▶ _Task to carry out_
Produce a copy of every line in the records that holds the string "help".

[Saved data entries]
● ● ● ● ●

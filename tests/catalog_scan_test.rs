mod common;

use ans_pipeline::apis::catalog::scan_catalog;
use ans_pipeline::apis::registry::download_registry;
use ans_pipeline::error::PipelineError;
use common::{FakeHttp, ROOT};
use tempfile::tempdir;

const FOLDER: &str = "http://ans.test/FTP/PDA/demonstracoes_contabeis/";

fn portal() -> FakeHttp {
    FakeHttp::new()
        .page(
            ROOT,
            &["demonstracoes_contabeis/", "operadoras_de_plano_de_saude_ativas/", "outros_dados/"],
        )
        .page(FOLDER, &["2020/", "2021/", "2022/", "2023/", "leiame.pdf"])
        .page(
            &format!("{FOLDER}2020/"),
            &["2020_1_trimestre.zip", "2020_2_trimestre.zip", "2020_3_trimestre.zip", "2020_4_trimestre.zip"],
        )
        .page(&format!("{FOLDER}2021/"), &["1T2021.zip", "2T2021.zip", "3T2021.zip", "4T2021.zip"])
        .page(&format!("{FOLDER}2022/"), &["1T2022.zip", "2T2022.zip", "3T2022.zip", "4T2022.zip"])
        .page(
            &format!("{FOLDER}2023/"),
            &["1T2023.zip", "2T2023.zip", "3T2023.zip", "4T2023.zip", "dicionario.zip", "notas.pdf"],
        )
}

#[tokio::test]
async fn selects_the_three_most_recent_quarters() -> anyhow::Result<()> {
    let http = portal();
    let entries = scan_catalog(&http, ROOT, "demonstracoes_contabeis").await?;

    let periods: Vec<String> = entries.iter().map(|e| e.period().to_string()).collect();
    assert_eq!(periods, vec!["2023Q2", "2023Q3", "2023Q4"]);
    assert_eq!(entries[0].remote_url, format!("{FOLDER}2023/2T2023.zip"));
    Ok(())
}

#[tokio::test]
async fn legacy_names_are_ranked_with_modern_ones() -> anyhow::Result<()> {
    let http = FakeHttp::new()
        .page(ROOT, &["demonstracoes_contabeis/"])
        .page(FOLDER, &["2019/", "2020/"])
        .page(&format!("{FOLDER}2019/"), &["2019_3_trimestre.zip", "2019_4_trimestre.zip"])
        .page(&format!("{FOLDER}2020/"), &["1T2020.zip"]);

    let entries = scan_catalog(&http, ROOT, "demonstracoes_contabeis").await?;
    let names: Vec<&str> = entries.iter().map(|e| e.remote_url.rsplit('/').next().unwrap()).collect();
    assert_eq!(names, vec!["2019_3_trimestre.zip", "2019_4_trimestre.zip", "1T2020.zip"]);
    Ok(())
}

#[tokio::test]
async fn missing_folder_is_a_discovery_error() {
    let http = FakeHttp::new().page(ROOT, &["outros_dados/"]);
    let err = scan_catalog(&http, ROOT, "demonstracoes_contabeis").await.unwrap_err();
    assert!(matches!(err, PipelineError::Discovery(_)));
}

#[tokio::test]
async fn listing_failure_is_a_network_error() {
    let http = FakeHttp::new();
    let err = scan_catalog(&http, ROOT, "demonstracoes_contabeis").await.unwrap_err();
    assert!(matches!(err, PipelineError::Network { status: 404, .. }));
}

#[tokio::test]
async fn registry_is_the_last_csv_in_the_listing() -> anyhow::Result<()> {
    let registry_folder = "http://ans.test/FTP/PDA/operadoras_de_plano_de_saude_ativas/";
    let http = portal()
        .page(registry_folder, &["Relatorio_cadop_antigo.csv", "Relatorio_cadop.csv", "leiame.odt"])
        .file(&format!("{registry_folder}Relatorio_cadop.csv"), b"Registro_Operadora;CNPJ\n1;2\n".to_vec());

    let dir = tempdir()?;
    let dest = dir.path().join("processed").join("cadastro.csv");
    let downloaded = download_registry(&http, ROOT, "operadoras_de_plano_de_saude_ativas", &dest).await?;

    assert!(downloaded.url.ends_with("/Relatorio_cadop.csv"));
    assert_eq!(downloaded.bytes, 28);
    assert_eq!(std::fs::read_to_string(&dest)?, "Registro_Operadora;CNPJ\n1;2\n");
    Ok(())
}

#[tokio::test]
async fn registry_folder_without_csv_is_a_discovery_error() {
    let registry_folder = "http://ans.test/FTP/PDA/operadoras_de_plano_de_saude_ativas/";
    let http = portal().page(registry_folder, &["leiame.odt"]);
    let dir = tempdir().unwrap();
    let err = download_registry(&http, ROOT, "operadoras_de_plano_de_saude_ativas", &dir.path().join("r.csv"))
        .await
        .unwrap_err();
    assert!(matches!(err, PipelineError::Discovery(_)));
}
//! Simulate a set of end devices sending periodically on a deterministic clock.

use bytes::Bytes;
use clap::{value_parser, Arg, Command};
use periodic_sender::{
    deterministic,
    offset::{self, Directory, Memory, Store},
    periodic::{self, Notification, Sender},
    size::{SizeChooser, Uniform},
    Metrics, Node, Transmitter,
};
use rand::RngCore;
use std::{
    path::PathBuf,
    sync::{
        atomic::{AtomicU64, Ordering},
        Arc,
    },
    time::Duration,
};
use tracing::{debug, info};
use tracing_subscriber::EnvFilter;

/// Command line arguments parsed from user input
struct Arguments {
    nodes: u32,
    interval: Duration,
    initial_delay: Duration,
    packet_size: u8,
    random_size: Option<(u32, u32)>,
    duration: Duration,
    offsets: Option<PathBuf>,
    seed: u64,
    log_level: String,
}

/// A radio that only counts what it is asked to transmit.
#[derive(Clone)]
struct Radio {
    id: u32,
    transmitted: Arc<AtomicU64>,
}

impl Transmitter for Radio {
    fn transmit(&mut self, payload: Bytes) {
        debug!(node = self.id, size = payload.len(), "transmitting");
        self.transmitted.fetch_add(1, Ordering::Relaxed);
    }
}

/// An end device with a single radio.
struct Device {
    id: u32,
    radio: Radio,
}

impl Node for Device {
    type Transmitter = Radio;

    fn id(&self) -> u32 {
        self.id
    }

    fn transmitter(&self) -> Option<Radio> {
        Some(self.radio.clone())
    }
}

fn main() {
    // Parse command line arguments
    let args = parse_arguments();

    // Initialize logging
    tracing_subscriber::fmt()
        .with_env_filter(EnvFilter::new(&args.log_level))
        .init();
    debug!(nodes = args.nodes, seed = args.seed, "initializing simulation");

    // Run simulation
    match &args.offsets {
        Some(directory) => {
            let store = Directory::new(offset::Config::new(directory));
            info!(directory = ?store.path(), "using offset directory");
            simulate(&args, store);
        }
        None => simulate(&args, Memory::default()),
    }
}

/// Parse command line arguments and return structured data
fn parse_arguments() -> Arguments {
    let matches = Command::new("periodic-sender")
        .about("Simulate end devices sending periodically on a deterministic clock")
        .version(env!("CARGO_PKG_VERSION"))
        .arg(
            Arg::new("nodes")
                .long("nodes")
                .value_parser(value_parser!(u32))
                .default_value("1")
                .help("Number of end devices"),
        )
        .arg(
            Arg::new("interval")
                .long("interval")
                .value_parser(value_parser!(f64))
                .default_value("10")
                .help("Seconds between sends"),
        )
        .arg(
            Arg::new("initial-delay")
                .long("initial-delay")
                .value_parser(value_parser!(f64))
                .default_value("1")
                .help("Seconds before the first send"),
        )
        .arg(
            Arg::new("packet-size")
                .long("packet-size")
                .value_parser(value_parser!(u8))
                .default_value("10")
                .help("Base payload size in bytes"),
        )
        .arg(
            Arg::new("random-size")
                .long("random-size")
                .value_parser(value_parser!(String))
                .help("Add a uniform number of bytes to each payload: <min>:<max>"),
        )
        .arg(
            Arg::new("duration")
                .long("duration")
                .value_parser(value_parser!(f64))
                .default_value("60")
                .help("Seconds of virtual time to simulate"),
        )
        .arg(
            Arg::new("offsets")
                .long("offsets")
                .value_parser(value_parser!(PathBuf))
                .help("Directory of per-node offset records (in-memory if omitted)"),
        )
        .arg(
            Arg::new("seed")
                .long("seed")
                .value_parser(value_parser!(u64))
                .default_value("42")
                .help("Seed for the simulation"),
        )
        .arg(
            Arg::new("log-level")
                .long("log-level")
                .value_parser(value_parser!(String))
                .default_value("info")
                .help("Log filter (e.g. info, debug, periodic_sender=trace)"),
        )
        .get_matches();

    let seconds = |name: &str| {
        let value = *matches.get_one::<f64>(name).unwrap();
        Duration::try_from_secs_f64(value).unwrap_or_else(|_| panic!("invalid {name}: {value}"))
    };
    let random_size = matches.get_one::<String>("random-size").map(|range| {
        let (min, max) = range.split_once(':').expect("missing ':' in random size");
        let min = min.parse::<u32>().expect("invalid random size min");
        let max = max.parse::<u32>().expect("invalid random size max");
        assert!(min <= max, "random size min exceeds max");
        (min, max)
    });

    Arguments {
        nodes: *matches.get_one::<u32>("nodes").unwrap(),
        interval: seconds("interval"),
        initial_delay: seconds("initial-delay"),
        packet_size: *matches.get_one::<u8>("packet-size").unwrap(),
        random_size,
        duration: seconds("duration"),
        offsets: matches.get_one::<PathBuf>("offsets").cloned(),
        seed: *matches.get_one::<u64>("seed").unwrap(),
        log_level: matches.get_one::<String>("log-level").unwrap().clone(),
    }
}

/// Run every node until the configured duration elapses and print a summary.
fn simulate<S: Store + Clone>(args: &Arguments, store: S) {
    let (runner, context, auditor) = deterministic::Executor::init(deterministic::Config {
        seed: args.seed,
        timeout: None,
    });

    // Start all nodes
    let mut rng = context.clone();
    let transmitted = Arc::new(AtomicU64::new(0));
    let mut nodes = Vec::with_capacity(args.nodes as usize);
    for id in 0..args.nodes {
        let device = Device {
            id,
            radio: Radio {
                id,
                transmitted: transmitted.clone(),
            },
        };
        let size = match args.random_size {
            Some((min, max)) => SizeChooser::random(Uniform::new(min, max, rng.next_u64())),
            None => SizeChooser::None,
        };
        let cfg = periodic::Config {
            interval: args.interval,
            initial_delay: args.initial_delay,
            packet_size: args.packet_size,
            size,
        };
        let sender = Sender::new(
            context.with_label(&format!("node_{id}")),
            device,
            store.clone(),
            cfg,
        );
        let receiver = sender.subscribe();
        sender.start().expect("device has a radio");
        nodes.push((sender, receiver));
    }

    // Run until the deadline
    runner.run_until(args.duration);

    // Summarize
    for (sender, mut receiver) in nodes {
        sender.stop();
        let mut notifications: Vec<Notification> = Vec::new();
        while let Ok(Some(notification)) = receiver.try_next() {
            notifications.push(notification);
        }
        let bytes: usize = notifications.iter().map(|n| n.payload.len()).sum();
        let times: Vec<_> = notifications.iter().map(|n| n.at.as_secs_f64()).collect();
        info!(
            node = sender.id(),
            packets = notifications.len(),
            bytes,
            ?times,
            "node summary"
        );
    }
    info!(
        transmitted = transmitted.load(Ordering::Relaxed),
        auditor = %auditor.state(),
        "simulation complete"
    );
    println!("{}", context.encode());
}
use crate::size::SizeChooser;
use std::time::Duration;

/// Configuration for the [`Sender`](super::Sender).
#[derive(Debug)]
pub struct Config {
    /// Time between consecutive send cycles (before any schedule offset is added).
    ///
    /// A zero interval with a zero offset reschedules the next cycle at the current
    /// instant, so virtual time stops advancing.
    pub interval: Duration,

    /// Time between [`Sender::start`](super::Sender::start) and the first send cycle.
    pub initial_delay: Duration,

    /// Base payload size (in bytes).
    pub packet_size: u8,

    /// Additional bytes drawn on every send cycle.
    pub size: SizeChooser,
}

impl Default for Config {
    fn default() -> Self {
        Self {
            interval: Duration::from_secs(10),
            initial_delay: Duration::from_secs(1),
            packet_size: 10,
            size: SizeChooser::None,
        }
    }
}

● ● ● ● ●

▶ _Solution_
                .help("Number of end devices"),
                .help("Seconds between sends"),
                .help("Seconds before the first send"),
                .help("Base payload size in bytes"),
                .help("Add a uniform number of bytes to each payload: <min>:<max>"),
                .help("Seconds of virtual time to simulate"),
                .help("Directory of per-node offset records (in-memory if omitted)"),
                .help("Seed for the simulation"),
                .help("Log filter (e.g. info, debug, periodic_sender=trace)"),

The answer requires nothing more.